Bee Brain Hints at How We Make Memories

By University of Queensland
University of Queensland
University of Queensland
November 30, 2014 Updated: November 30, 2014

Researchers studying honey bees have found that genes switch off as memories are being formed, allowing for new connections between nerve cells.

Memory management in the bee brain is controlled by small genetic elements called microRNAs that help regulate gene expression.

These microRNAs could directly target the key developmental gene “actin,” which controls the ability of nerve cells to connect with other nerve cells.

“We believe the brain selectively controls the wiring of memory through microRNAs that switch off key genes that shape, connect, and signal between neurons,” says Charles Claudianos, who co-led the study and is a professor at the University of Queensland Brain Institute (QBI).

“The brain is constantly managing all of the sensory experiences we receive at any one time, and retains some of these as memories based on the relative importance or significance of the experience, such as food, danger, and sex, to name some examples.

“We are now gaining an insight into how this occurs.”

Autism and Dementia

Claudianos says the findings could eventually suggest new ways to address disorders such as dementia and autism.

“The current hypothesis in autism is that those brains are over-connected, so getting a grasp of understanding how to regulate neural circuitry could provide future methods of tackling these problems,” says Claudianos.

“The nervous system behind memory formation is fundamentally no different between a honey bee and a human, so by studying bees we identify the basic biological processes that help us understand humans.”
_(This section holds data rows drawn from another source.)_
use basaltpass_passkey::{
    FlowError, HttpPasskeyServer, PASSKEY_API_PREFIX, PASSKEY_SERVER_URL, PasskeyClient,
};
use clap::{Parser, Subcommand};
use tracing_subscriber::{layer::SubscriberExt, util::SubscriberInitExt};

mod platform;

use crate::platform::TerminalPlatform;

#[derive(Parser, Debug)]
#[command(author, version, about = "BasaltPass passkey client demo")]
struct Cli {
    /// Access token of the signed-in user, for session-scoped commands.
    #[arg(long, env = "PASSKEY_ACCESS_TOKEN", hide_env_values = true)]
    token: Option<String>,

    #[command(subcommand)]
    command: Commands,
}

#[derive(Subcommand, Debug)]
enum Commands {
    /// Show the configured server and platform capabilities.
    Status,
    /// List the passkeys of the signed-in user.
    List,
    /// Delete a passkey by id.
    Delete { id: u64 },
    /// Register a new passkey for the signed-in user.
    Register { name: String },
    /// Log in with a passkey.
    Login { identifier: String },
}

#[tokio::main]
async fn main() -> Result<(), Box<dyn std::error::Error>> {
    dotenvy::dotenv().ok();
    tracing_subscriber::registry()
        .with(
            tracing_subscriber::EnvFilter::try_from_default_env().unwrap_or_else(|_| {
                format!("basaltpass_passkey=debug,{}=debug", env!("CARGO_CRATE_NAME")).into()
            }),
        )
        .with(tracing_subscriber::fmt::layer())
        .init();

    let cli = Cli::parse();

    let mut server = HttpPasskeyServer::from_env()?;
    if cli.token.is_none() {
        tracing::info!("No access token given; session-scoped commands will be rejected");
    }
    server.set_access_token(cli.token);
    tracing::info!("Using passkey endpoint {}", server.endpoint());
    let client = PasskeyClient::new(server, TerminalPlatform);

    if let Err(e) = run(&client, cli.command).await {
        tracing::debug!("Command failed: {:?}", e);
        eprintln!("{}", e.user_message());
        std::process::exit(1);
    }
    Ok(())
}

async fn run(
    client: &PasskeyClient<HttpPasskeyServer, TerminalPlatform>,
    command: Commands,
) -> Result<(), FlowError> {
    match command {
        Commands::Status => {
            println!("Server:            {}", PASSKEY_SERVER_URL.as_str());
            println!("API prefix:        {}", PASSKEY_API_PREFIX.as_str());
            println!("Passkey endpoint:  {}", client.server().endpoint());
            println!("Passkey supported: {}", client.is_passkey_supported());
        }
        Commands::List => {
            let passkeys = client.list_passkeys().await?;
            if passkeys.is_empty() {
                println!("No passkeys registered");
            }
            for passkey in passkeys {
                let last_used = passkey
                    .last_used_at
                    .map(|t| t.to_rfc3339())
                    .unwrap_or_else(|| "never".to_string());
                println!(
                    "{:>6}  {:<24} created {}  last used {}",
                    passkey.id,
                    passkey.name,
                    passkey.created_at.to_rfc3339(),
                    last_used
                );
            }
        }
        Commands::Delete { id } => {
            client.delete_passkey(id).await?;
            println!("Passkey {id} deleted");
        }
        Commands::Register { name } => {
            let passkey = client.create_passkey(&name).await?;
            println!("Registered passkey {} ({})", passkey.id, passkey.name);
        }
        Commands::Login { identifier } => {
            client.login_with_passkey_flow(&identifier).await?;
            println!("Logged in as {identifier}");
        }
    }
    Ok(())
}
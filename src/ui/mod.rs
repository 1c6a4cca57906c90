//! UI components for the uploader

pub mod background;
pub mod glass;
pub mod history;
pub mod upload;
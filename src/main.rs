//! OptiExtract - document uploader client
//!
//! A desktop client for the OptiExtract upload service: send a document, then
//! browse the history of everything uploaded so far.

mod api;
mod app;
mod core;
mod ui;

use app::{Route, UploaderApp};
use eframe::egui;
use tracing_subscriber::{layer::SubscriberExt, util::SubscriberInitExt};

fn main() -> eframe::Result<()> {
    // Initialize logging
    tracing_subscriber::registry()
        .with(tracing_subscriber::fmt::layer())
        .with(tracing_subscriber::filter::LevelFilter::INFO)
        .init();

    tracing::info!("Starting OptiExtract uploader...");

    // Optional start page, e.g. `optiextract /history`
    let start = std::env::args()
        .nth(1)
        .map(|path| Route::from_path(&path))
        .unwrap_or_default();

    let native_options = eframe::NativeOptions {
        viewport: egui::ViewportBuilder::default()
            .with_inner_size([1100.0, 760.0])
            .with_min_inner_size([640.0, 520.0])
            .with_title("OptiExtract File Uploader"),
        ..Default::default()
    };

    eframe::run_native(
        "OptiExtract",
        native_options,
        Box::new(move |cc| Ok(Box::new(UploaderApp::new(cc, start)?))),
    )
}
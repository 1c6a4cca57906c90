//! Background request execution polled from the UI thread

use std::future::Future;

use eframe::egui;
use tokio::runtime::Handle;
use tokio::sync::oneshot::{self, error::TryRecvError};

/// Outcome of polling a [`Pending`] task
#[derive(Debug, PartialEq, Eq)]
pub enum TaskStatus<T> {
    /// Still running
    Running,
    /// Finished with a value
    Ready(T),
    /// The task went away without producing a value
    Lost,
}

/// Handle to a value being produced on the runtime
#[derive(Debug)]
pub struct Pending<T> {
    rx: oneshot::Receiver<T>,
}

impl<T> Pending<T> {
    /// Check for a result without blocking
    pub fn poll(&mut self) -> TaskStatus<T> {
        match self.rx.try_recv() {
            Ok(value) => TaskStatus::Ready(value),
            Err(TryRecvError::Empty) => TaskStatus::Running,
            Err(TryRecvError::Closed) => TaskStatus::Lost,
        }
    }
}

/// Spawns futures on the app runtime and wakes the UI when they finish
#[derive(Clone)]
pub struct Spawner {
    handle: Handle,
    ctx: egui::Context,
}

impl Spawner {
    pub fn new(handle: Handle, ctx: egui::Context) -> Self {
        Self { handle, ctx }
    }

    /// Run `fut` in the background
    pub fn spawn<T, F>(&self, fut: F) -> Pending<T>
    where
        T: Send + 'static,
        F: Future<Output = T> + Send + 'static,
    {
        let (tx, rx) = oneshot::channel();
        let ctx = self.ctx.clone();
        self.handle.spawn(async move {
            let value = fut.await;
            if tx.send(value).is_err() {
                tracing::debug!("Discarding result for a view that was left");
            }
            ctx.request_repaint();
        });
        Pending { rx }
    }
}
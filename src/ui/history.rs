//! History page: table of files the service has stored

use std::sync::Arc;

use eframe::egui::{self, Color32, RichText};
use egui_extras::{Column, TableBuilder};

use crate::api::{ApiClient, ApiError};
use crate::core::record::FileRecord;
use crate::core::task::{Pending, Spawner, TaskStatus};

use super::glass::{GlassSurface, PanelWidth};

pub const FETCH_FAILED: &str = "Failed to fetch files.";
pub const NO_FILES: &str = "No files have been uploaded yet.";

const PANEL_WIDTH: PanelWidth = PanelWidth {
    fraction: 0.9,
    min: 500.0,
    max: 1000.0,
};

/// Where the history fetch stands
#[derive(Debug, Default, PartialEq, Eq)]
pub enum HistoryState {
    /// Nothing requested yet
    #[default]
    Idle,
    Loading,
    Loaded(Vec<FileRecord>),
    Failed,
}

/// One rendered table row
#[derive(Debug, Clone, PartialEq, Eq)]
pub enum HistoryRow {
    File {
        filename: String,
        size: String,
        uploaded_at: String,
    },
    /// Shown alone when the server has no records
    Placeholder,
}

/// History page state
#[derive(Debug, Default)]
pub struct HistoryView {
    state: HistoryState,
    in_flight: Option<Pending<Result<Vec<FileRecord>, ApiError>>>,
}

impl HistoryView {
    pub fn state(&self) -> &HistoryState {
        &self.state
    }

    /// Mark the fetch as started. Returns false if one already ran or is running.
    pub fn begin_fetch(&mut self) -> bool {
        if self.state != HistoryState::Idle {
            return false;
        }
        self.state = HistoryState::Loading;
        true
    }

    pub fn finish_fetch(&mut self, result: Result<Vec<FileRecord>, ApiError>) {
        self.in_flight = None;
        self.state = match result {
            Ok(records) => HistoryState::Loaded(records),
            Err(e) => {
                tracing::error!("Fetching history failed: {}", e);
                HistoryState::Failed
            }
        };
    }

    /// Table rows for the current state; empty unless loaded
    pub fn rows(&self) -> Vec<HistoryRow> {
        match &self.state {
            HistoryState::Loaded(records) if records.is_empty() => vec![HistoryRow::Placeholder],
            HistoryState::Loaded(records) => records
                .iter()
                .map(|record| HistoryRow::File {
                    filename: record.original_filename.clone(),
                    size: record.display_size(),
                    uploaded_at: record.display_uploaded_at(),
                })
                .collect(),
            _ => Vec::new(),
        }
    }

    fn start(&mut self, api: &Arc<ApiClient>, spawner: &Spawner) {
        if self.begin_fetch() {
            let api = Arc::clone(api);
            self.in_flight = Some(spawner.spawn(async move { api.list_files().await }));
        }
    }

    fn poll(&mut self) {
        let Some(pending) = self.in_flight.as_mut() else {
            return;
        };
        match pending.poll() {
            TaskStatus::Running => {}
            TaskStatus::Ready(result) => self.finish_fetch(result),
            TaskStatus::Lost => self.finish_fetch(Err(ApiError::Lost)),
        }
    }

    /// Show the history page. Returns true when the back link was clicked.
    pub fn show(&mut self, ui: &mut egui::Ui, api: &Arc<ApiClient>, spawner: &Spawner) -> bool {
        self.start(api, spawner);
        self.poll();

        let mut back = false;
        GlassSurface::new(PANEL_WIDTH).show(ui, |ui| {
            ui.heading(RichText::new("File Upload History").size(24.0).color(Color32::WHITE));
            if ui.link("\u{2190} Back to Uploader").clicked() {
                back = true;
            }
            ui.add_space(12.0);

            match self.state() {
                HistoryState::Idle | HistoryState::Loading => {
                    ui.horizontal(|ui| {
                        ui.add(egui::Spinner::new());
                        ui.label("Loading history...");
                    });
                }
                HistoryState::Failed => {
                    ui.label(RichText::new(FETCH_FAILED).color(Color32::from_rgb(0xF8, 0x71, 0x71)));
                }
                HistoryState::Loaded(_) => Self::show_table(ui, &self.rows()),
            }
        });
        back
    }

    fn show_table(ui: &mut egui::Ui, rows: &[HistoryRow]) {
        TableBuilder::new(ui)
            .striped(true)
            .cell_layout(egui::Layout::left_to_right(egui::Align::Center))
            .column(Column::remainder().at_least(160.0).clip(true))
            .column(Column::auto().at_least(90.0))
            .column(Column::auto().at_least(160.0))
            .max_scroll_height(420.0)
            .header(24.0, |mut header| {
                for title in ["Original Filename", "File Size", "Uploaded At"] {
                    header.col(|ui| {
                        ui.strong(title);
                    });
                }
            })
            .body(|mut body| {
                for row in rows {
                    body.row(22.0, |mut table_row| match row {
                        HistoryRow::File {
                            filename,
                            size,
                            uploaded_at,
                        } => {
                            table_row.col(|ui| {
                                ui.label(filename.as_str());
                            });
                            table_row.col(|ui| {
                                ui.label(size.as_str());
                            });
                            table_row.col(|ui| {
                                ui.label(uploaded_at.as_str());
                            });
                        }
                        HistoryRow::Placeholder => {
                            table_row.col(|ui| {
                                ui.label(RichText::new(NO_FILES).italics());
                            });
                            table_row.col(|_| {});
                            table_row.col(|_| {});
                        }
                    });
                }
            });
    }
}
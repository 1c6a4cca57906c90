//! Application configuration management

use std::path::PathBuf;

use anyhow::{Context, Result};
use directories::ProjectDirs;
use serde::{Deserialize, Serialize};

/// Environment variable overriding `api.base_url`
pub const API_URL_ENV: &str = "OPTIEXTRACT_API_URL";

/// Application configuration
#[derive(Debug, Clone, Default, PartialEq, Serialize, Deserialize)]
#[serde(default)]
pub struct AppConfig {
    /// Remote API settings
    pub api: ApiConfig,
    /// Decorative background settings
    pub background: BackgroundConfig,
}

/// Remote API settings
#[derive(Debug, Clone, PartialEq, Serialize, Deserialize)]
#[serde(default)]
pub struct ApiConfig {
    /// Base address of the upload service, without a trailing path
    pub base_url: String,
    /// Request timeout in seconds (none = wait indefinitely)
    pub timeout_secs: Option<u64>,
}

/// Silk background settings
#[derive(Debug, Clone, PartialEq, Serialize, Deserialize)]
#[serde(default)]
pub struct BackgroundConfig {
    pub enabled: bool,
    pub speed: f32,
    pub scale: f32,
    /// Base tint as `#RRGGBB`
    pub color: String,
    pub noise_intensity: f32,
}

impl Default for ApiConfig {
    fn default() -> Self {
        Self {
            base_url: "http://127.0.0.1:8000".to_string(),
            timeout_secs: None,
        }
    }
}

impl Default for BackgroundConfig {
    fn default() -> Self {
        Self {
            enabled: true,
            speed: 5.0,
            scale: 1.5,
            color: "#2C2C3E".to_string(),
            noise_intensity: 1.2,
        }
    }
}

impl AppConfig {
    /// Get the config file path
    fn config_path() -> Option<PathBuf> {
        ProjectDirs::from("com", "optiextract", "OptiExtract")
            .map(|dirs| dirs.config_dir().join("config.json"))
    }

    /// Load configuration from disk, writing defaults on first run.
    ///
    /// The `OPTIEXTRACT_API_URL` environment variable is applied on top of
    /// whatever was loaded.
    pub fn load() -> Result<Self> {
        let path = Self::config_path()
            .ok_or_else(|| anyhow::anyhow!("Could not determine config directory"))?;

        let mut config = if path.exists() {
            let content = std::fs::read_to_string(&path)
                .with_context(|| format!("Failed to read config: {}", path.display()))?;
            let config = Self::from_json(&content)
                .with_context(|| format!("Invalid config: {}", path.display()))?;
            tracing::info!("Loaded config from: {}", path.display());
            config
        } else {
            let config = Self::default();
            if let Err(e) = config.save() {
                tracing::warn!("Could not write default config: {:#}", e);
            }
            config
        };

        config.apply_env_override(std::env::var(API_URL_ENV).ok());
        Ok(config)
    }

    /// Parse configuration from JSON; missing keys take their defaults
    pub fn from_json(content: &str) -> Result<Self> {
        let config: Self = serde_json::from_str(content)?;
        Ok(config)
    }

    /// Save configuration to disk
    pub fn save(&self) -> Result<()> {
        let path = Self::config_path()
            .ok_or_else(|| anyhow::anyhow!("Could not determine config directory"))?;

        if let Some(parent) = path.parent() {
            std::fs::create_dir_all(parent)?;
        }

        let content = serde_json::to_string_pretty(self)?;
        std::fs::write(&path, content)?;

        tracing::info!("Saved config to: {}", path.display());
        Ok(())
    }

    /// Replace the API base address when an override is present and non-empty
    pub fn apply_env_override(&mut self, base_url: Option<String>) {
        if let Some(url) = base_url.map(|u| u.trim().to_string()) {
            if !url.is_empty() {
                tracing::info!("Using API base URL from {}: {}", API_URL_ENV, url);
                self.api.base_url = url;
            }
        }
    }
}

#[cfg(test)]
mod tests {
    use super::*;

    #[test]
    fn test_defaults_point_at_local_service() {
        let config = AppConfig::default();
        assert_eq!(config.api.base_url, "http://127.0.0.1:8000");
        assert_eq!(config.api.timeout_secs, None);
        assert_eq!(config.background.color, "#2C2C3E");
        assert!(config.background.enabled);
    }

    #[test]
    fn test_partial_json_keeps_defaults() {
        let config = AppConfig::from_json(r#"{ "api": { "timeout_secs": 10 } }"#).unwrap();
        assert_eq!(config.api.timeout_secs, Some(10));
        assert_eq!(config.api.base_url, "http://127.0.0.1:8000");
        assert_eq!(config.background, BackgroundConfig::default());
    }

    #[test]
    fn test_invalid_json_is_rejected() {
        assert!(AppConfig::from_json("{ not json").is_err());
    }

    #[test]
    fn test_env_override() {
        let mut config = AppConfig::default();
        config.apply_env_override(Some("  ".to_string()));
        assert_eq!(config.api.base_url, "http://127.0.0.1:8000");

        config.apply_env_override(Some("http://files.internal:9000".to_string()));
        assert_eq!(config.api.base_url, "http://files.internal:9000");

        config.apply_env_override(None);
        assert_eq!(config.api.base_url, "http://files.internal:9000");
    }
}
Judith Reinhard, who co-led the study and is also a researcher at QBI, says the research provides a fundamental understanding of how neural circuits are built and consolidated to retain memories.

“Memory is a fundamental component of many mental health disorders, so understanding the basic science behind memories will give us greater insight into many disorders,” she adds.

“Human illnesses and diseases such as muscular myopathies, neurodevelopmental disorders, and susceptibility to infection are caused by DNA mutations that affect actin and actin-related biological processes.

“Molecules such as microRNAs are thought to have evolved to shape biological processes through controlling the expression genes that function in that process. A single microRNA can control many genes that function in the nervous system.”

The researchers collaborated with teams from Universidade de Sao Paulo and Universidade Federal de Alfenas in Brazil and the University of Konstanz in Germany.